Most of the items I've been posting for this feature since it started are more recent additions to my collection. This week, we dust off something that I've had for several years and nabbed when I saw it while flipping through the 7" bin at Gallery of Sound in 1997:
Artist: Youth of Today
Title: LIVE at Van Hall, Amsterdam
Label: Commitment Records
Vinyl: Gray vinyl
In what has to be a testament to the enduring interest/popularity in a band that only existed for a few years in the late 80's (in their short lifetime, Youth of Today only released two 7" EPs and two albums, but also gave rise to the still-active indie labels Revelation and Equal Vision), in 1996 a start-up label from Amsterdam called Commitment Records issued a colored-vinyl EP of a show Youth of Today played at Van Hall, a former clothing warehouse in Amsterdamn's Stattsliedenbuurt (a neighborhood "notorious in the Eighties for its strong squat scene", according to the liner notes on the six-panel insert(!) enclosed with this record.
In 1989, Youth of Today were on a European tour that was marred with problems from troublemakers (drunks trying to hit lead singer Ray Cappo in Belgium, "so-called punks" throwing beer bottles at the band at another gig, Nazi skinheads crashing a third and forcing the band to curtail the gig seven songs in). By the time the band reached Amsterdam, however, the Van Hall gig went without a hitch - something Cappo can be heard complimenting/thanking the crowd for at the end of the recording. Even more thankfully, someone had the wherewithal to record the show with a Sony Walkman.
Fast forward to July 1995 when a few enterprising Amsterdam punks started Committment Records first as a distributor to facilitate the easier availability of American and European straight-edge punk records that would otherwise be hard to get, and (to again quote this record's insert) "to release records of straight edge bands with a positive attitude" to counter what they most disliked in the then current straight-edge scene - bands who played "slow metal moshcore" with more negative lyrics, and European labels that refused to release straight-edge material on vinyl.

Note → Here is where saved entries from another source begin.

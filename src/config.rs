use std::time::Duration;

/// Configuration for a [`crate::ComfyClient`].
///
/// Use [`ClientConfig::builder()`] for ergonomic construction, or
/// [`ClientConfig::default()`] for sensible defaults (fresh client id,
/// 30 s requests, 256-event subscriber queues).
#[derive(Debug, Clone)]
pub struct ClientConfig {
    /// Identifier the server uses to address event-stream messages.
    pub client_id: String,

    /// Timeout for ordinary REST calls.
    pub request_timeout: Duration,

    /// Timeout for the `/system_stats` reachability probe.
    pub health_timeout: Duration,

    /// Timeout for image downloads and uploads.
    pub download_timeout: Duration,

    /// Timeout for the event-stream handshake.
    pub connect_timeout: Duration,

    /// Capacity of each subscriber's event queue.
    pub event_buffer: usize,
}

impl Default for ClientConfig {
    fn default() -> Self {
        Self {
            client_id: uuid::Uuid::new_v4().to_string(),
            request_timeout: Duration::from_secs(30),
            health_timeout: Duration::from_secs(5),
            download_timeout: Duration::from_secs(60),
            connect_timeout: Duration::from_secs(10),
            event_buffer: 256,
        }
    }
}

impl ClientConfig {
    /// Start building a config with the builder pattern.
    pub fn builder() -> ClientConfigBuilder {
        ClientConfigBuilder::default()
    }
}

/// Builder for [`ClientConfig`].
#[derive(Default)]
pub struct ClientConfigBuilder {
    config: ClientConfig,
}

impl ClientConfigBuilder {
    pub fn with_client_id(mut self, id: impl Into<String>) -> Self {
        self.config.client_id = id.into();
        self
    }

    pub fn with_request_timeout(mut self, timeout: Duration) -> Self {
        self.config.request_timeout = timeout;
        self
    }

    pub fn with_health_timeout(mut self, timeout: Duration) -> Self {
        self.config.health_timeout = timeout;
        self
    }

    pub fn with_download_timeout(mut self, timeout: Duration) -> Self {
        self.config.download_timeout = timeout;
        self
    }

    pub fn with_connect_timeout(mut self, timeout: Duration) -> Self {
        self.config.connect_timeout = timeout;
        self
    }

    /// Set the per-subscriber queue capacity. Clamped to at least 1.
    pub fn with_event_buffer(mut self, capacity: usize) -> Self {
        self.config.event_buffer = capacity.max(1);
        self
    }

    /// Build the final [`ClientConfig`].
    pub fn build(self) -> ClientConfig {
        self.config
    }
}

To finance the operation, the label decided to press a 7" EP containing tracks from the audience recording of the Van Hall Youth of Today gig. Their reasoning was spelled out right on the record's back cover:
Why a Youth of Today Live EP?In the first place, because we had a live recording of Youth of Today at our disposal, which perfectly captured the atmosphere existing in the European hardcore scene at the end of the Eighties, at a time in which the Straight Edge scene in Holland, Belgium and Germany was at its peak.In the second place, the ideology of the band Youth of Today has a lot in common with the ideology from which Committment Records was started: Straight Edge, positive thinking, and awareness of the wrongs in this world.In the third place, by releasing a record of a very popular band, we can bring Committment Records to the attention of a lot of people. All proceeds of this record will be invested in the label and the distribution service. It will give us the opportunity to lay a solid foundation for the future releases on Committment Records by less known bands.
Now, here's the fun part: When I recently went to look up this record on Rate Your Music, they had it listed (as of today, and when I added my copy to my database there) as a bootleg. While the recording itself would be considered "bootleg" quality, the label itself is not a bootleg label.In fact, the label still continues today, has its own website as well as a MySpace page, and points out in its own label discography that some asshole in the United States managed to issue a counterfeit version of the record on black vinyl (probably without the professionally-printed six-panel insert legit copies contain). One would have to conclude that the consent of Youth of Today's Ray Cappo and John Porcelly (the band's founding and only constant members from beginning to end) plus their approval of Committment's modus operandi made the record legitimately possible.
So, is this record a bootleg? I would daresay, only if you don't come across a gray vinyl copy. Good luck finding one on eBay.